New Zealand went into the first semi-final against England on a high, having won each and every of their league games, and that too comprehensively. But, in a manner of sorts, it came back to haunt them, as the Kiwis could not bring out their A game in the first knockout clash. As a result, they were knocked out of the World T20. In hindsight, New Zealand may liked to have lost a group match before progressing, as that could have prepared themselves better. England, on the other hand, went through plenty of ups and downs during the course of the league games. The battle-hardened nature of the team came to the fore in a crunch situation at Delhi.

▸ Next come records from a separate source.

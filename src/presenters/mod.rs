pub mod file;
pub mod grid;
#[cfg(feature = "gui")]
pub mod pixels;
pub mod terminal;
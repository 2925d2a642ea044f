use std::io::{BufWriter, Write};
use std::path::Path;

use crate::core::data::pixel_buffer::PixelBuffer;

/// Encodes a finished cell buffer into some image file format.
pub trait FilePresenterPort {
    fn encode(&self, buffer: &PixelBuffer, out: &mut dyn Write) -> std::io::Result<()>;

    /// Writes `buffer` to `filepath`, creating missing parent directories.
    fn present(&self, buffer: &PixelBuffer, filepath: impl AsRef<Path>) -> std::io::Result<()> {
        let filepath = filepath.as_ref();

        if let Some(parent) = filepath.parent() {
            std::fs::create_dir_all(parent)?;
        }

        let mut writer = BufWriter::new(std::fs::File::create(filepath)?);
        self.encode(buffer, &mut writer)?;
        writer.flush()
    }
}
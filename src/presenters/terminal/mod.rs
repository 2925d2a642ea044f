pub mod ansi;
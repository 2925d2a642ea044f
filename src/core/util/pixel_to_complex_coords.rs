use crate::core::data::complex::Complex;
use crate::core::data::grid::{GridCell, GridDims};
use crate::core::data::viewport::Viewport;
use std::error::Error;
use std::fmt;

#[derive(Debug, Copy, Clone, PartialEq)]
pub enum PixelToComplexCoordsError {
    CellOutsideGrid { cell: GridCell, grid: GridDims },
}

impl fmt::Display for PixelToComplexCoordsError {
    fn fmt(&self, f: &mut fmt::Formatter<'_>) -> fmt::Result {
        match self {
            Self::CellOutsideGrid { cell, grid } => {
                write!(
                    f,
                    "cell (row: {}, col: {}) is outside the {}x{} grid",
                    cell.row,
                    cell.col,
                    grid.rows(),
                    grid.cols()
                )
            }
        }
    }
}

impl Error for PixelToComplexCoordsError {}

/// Maps a cell to the plane point at its top-left corner.
///
/// Sampling is half-open: row 0 lands on `upper_left.imag`, the last row one
/// step short of `lower_right.imag`. Columns behave the same way on the real
/// axis.
#[must_use]
pub fn pixel_to_complex(cell: GridCell, grid: GridDims, viewport: Viewport) -> Complex {
    let upper_left = viewport.upper_left();
    let lower_right = viewport.lower_right();

    let delta_real = (lower_right.real - upper_left.real) / f64::from(grid.cols());
    let delta_imag = (lower_right.imag - upper_left.imag) / f64::from(grid.rows());

    Complex {
        real: upper_left.real + f64::from(cell.col) * delta_real,
        imag: upper_left.imag + f64::from(cell.row) * delta_imag,
    }
}

pub fn pixel_to_complex_coords(
    cell: GridCell,
    grid: GridDims,
    viewport: Viewport,
) -> Result<Complex, PixelToComplexCoordsError> {
    if !grid.contains(cell) {
        return Err(PixelToComplexCoordsError::CellOutsideGrid { cell, grid });
    }

    Ok(pixel_to_complex(cell, grid, viewport))
}
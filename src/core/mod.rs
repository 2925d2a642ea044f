pub mod actions;
pub mod data;
pub mod fractals;
pub mod util;
pub mod zoom;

If one looks back at the contest, it would not be difficult to figure out that New Zealand's batting during the second half of their innings cost them the game. At the halfway stage when they were batting, the Kiwis looked set to get close to a score of 180. It was a par score on a batting friendly surface. But, skipper Kane Williamson's dismissal even as he was looking set for a big score, changed the complexion of the game. The well-set Colin Munro also fell soon after going for a big swing. But, the kind of aggressive batsman he is, you do not expect Munro to play a long innings. That was something Williamson could have done adeptly, and Martin Guptill as well, but the latter had a rare failure.

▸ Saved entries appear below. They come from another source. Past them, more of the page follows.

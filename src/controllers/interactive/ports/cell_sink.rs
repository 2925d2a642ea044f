use crate::core::data::grid::GridCell;

/// Receives the classification of every grid cell for each rendered frame.
///
/// Within one render every cell of the grid is marked exactly once before
/// `frame_complete` is called.
pub trait CellSink {
    fn mark_inside(&mut self, cell: GridCell);

    /// `hue_degrees` is always in `[0, 360)`.
    fn mark_outside(&mut self, cell: GridCell, hue_degrees: u32);

    fn frame_complete(&mut self) {}
}

/// Fans every mark out to both sinks, first then second.
impl<A: CellSink, B: CellSink> CellSink for (A, B) {
    fn mark_inside(&mut self, cell: GridCell) {
        self.0.mark_inside(cell);
        self.1.mark_inside(cell);
    }

    fn mark_outside(&mut self, cell: GridCell, hue_degrees: u32) {
        self.0.mark_outside(cell, hue_degrees);
        self.1.mark_outside(cell, hue_degrees);
    }

    fn frame_complete(&mut self) {
        self.0.frame_complete();
        self.1.frame_complete();
    }
}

The constant loss of wickets hurt New Zealand's momentum and, in the end, they managed much fewer than they ideally should have. The experienced Ross Taylor was someone the Kiwis would have depended on to get the big hits towards the end. But, he could not make an impact, and Corey Anderson too batted with limited success. The dismissals of big hitters like Anderson and Luke Ronchi completely dented the momentum of the innings. By the time the innings petered to a close, they had fallen way behind in the game.
While New Zealand's batting in the match was definitely disappointing, a lot of it must be attributed to the fact that England were brilliant with the ball in the last 10 overs, and sensational in the last four. They conceded only one boundary in this period, which says a lot about their fight back. Special praise must be reserved for Chris Jordan and Ben Stokes, who were pitch perfect at the death, constantly getting the ball into the block hole. Moeen Ali again proved his value to the team, with a key wicket while keeping things tight. Adil Rashid also did a reasonable job. As a bowling outfit, England outshone the Kiwis overall.

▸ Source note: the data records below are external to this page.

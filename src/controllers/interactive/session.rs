use crate::adapters::permalink::Permalink;
use crate::controllers::interactive::data::session_config::SessionConfig;
use crate::controllers::interactive::errors::config::SessionConfigError;
use crate::controllers::interactive::errors::render::RenderError;
use crate::controllers::interactive::ports::cell_sink::CellSink;
use crate::controllers::interactive::render::render_grid;
use crate::controllers::interactive::zoom::scheduler::{
    RenderScheduler, SchedulerAction, TickReport,
};
use crate::core::data::grid::GridCell;
use crate::core::data::viewport::Viewport;
use crate::core::zoom::animator::ZoomAnimator;
use crate::core::zoom::level::ZoomLevel;
use crate::core::zoom::restore::{RestoreParams, initial_view};
use std::time::Instant;

#[derive(Debug, Clone, Copy, PartialEq)]
pub struct ClickReport {
    /// A new zoom was installed.
    pub accepted: bool,
    /// The view a finished zoom settled on before this click was handled.
    pub settled: Option<Permalink>,
}

/// One interactive viewing session over a fixed grid.
///
/// The host owns the frame loop: it calls [`Session::tick`] on every frame,
/// [`Session::click`] on user input, and [`Session::mark_ready`] once the
/// rendering resources exist. All three are expected on the same thread.
pub struct Session<S: CellSink> {
    config: SessionConfig,
    animator: ZoomAnimator,
    scheduler: RenderScheduler,
    sink: S,
}

impl<S: CellSink> Session<S> {
    pub fn new(
        config: SessionConfig,
        restore: Option<RestoreParams>,
        sink: S,
    ) -> Result<Self, SessionConfigError> {
        config.validate()?;

        let (viewport, zoom_level) = initial_view(restore);
        log::info!(
            "session {}x{} starting at zoom {} around {:?}",
            config.grid.rows(),
            config.grid.cols(),
            zoom_level,
            viewport.center()
        );

        Ok(Self {
            animator: ZoomAnimator::new(config.grid, config.zoom_duration, viewport, zoom_level),
            scheduler: RenderScheduler::new(config.frame_interval),
            config,
            sink,
        })
    }

    pub fn mark_ready(&mut self, now: Instant) -> Result<SchedulerAction, RenderError> {
        let Self {
            config,
            animator,
            scheduler,
            sink,
        } = self;

        scheduler.mark_ready(now, animator, |viewport| {
            render_grid(sink, config.grid, viewport, config.eval, config.parallel)
        })
    }

    pub fn tick(&mut self, now: Instant) -> Result<TickReport, RenderError> {
        let Self {
            config,
            animator,
            scheduler,
            sink,
        } = self;

        scheduler.tick(now, animator, |viewport| {
            render_grid(sink, config.grid, viewport, config.eval, config.parallel)
        })
    }

    /// Starts a zoom towards `cell`.
    ///
    /// A zoom whose duration has run out is retired first with a regular
    /// tick, so its final frame is rendered and its view reported before the
    /// next one starts. The click is dropped while an animation is still
    /// running or when `cell` is off the grid.
    pub fn click(&mut self, cell: GridCell, now: Instant) -> Result<ClickReport, RenderError> {
        let mut settled = None;

        if self.animator.is_expired(now) && self.tick(now)?.settled {
            settled = Some(self.permalink());
        }

        Ok(ClickReport {
            accepted: self.animator.start_zoom(cell, now),
            settled,
        })
    }

    /// The idle viewport, or the target of the running zoom.
    #[must_use]
    pub fn viewport(&self) -> Viewport {
        self.animator.resting_viewport()
    }

    #[must_use]
    pub fn zoom_level(&self) -> ZoomLevel {
        self.animator.zoom_level()
    }

    #[must_use]
    pub fn is_zooming(&self) -> bool {
        self.animator.is_zooming()
    }

    #[must_use]
    pub fn permalink(&self) -> Permalink {
        Permalink::new(self.viewport().center(), self.zoom_level())
    }

    #[must_use]
    pub fn sink(&self) -> &S {
        &self.sink
    }
}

Having not scored too many, New Zealand needed to get off to a wicket-taking start with the ball. Instead, Anderson ended up conceding four boundaries to give England the desired momentum. Jason Roy was absolutely brilliantly, and proved that the selectors were right in backing him even when he wasn't getting the runs. The kind of innings Roy played, was one only a special talent could come up with. In hindsight, it may be stated that Williamson perhaps missed a trick by not bringing on his slow bowlers early. But, that is how the games go. In all the previous matches, his tactics turned gold. At the Kotla on Wednesday, it wasn't to be.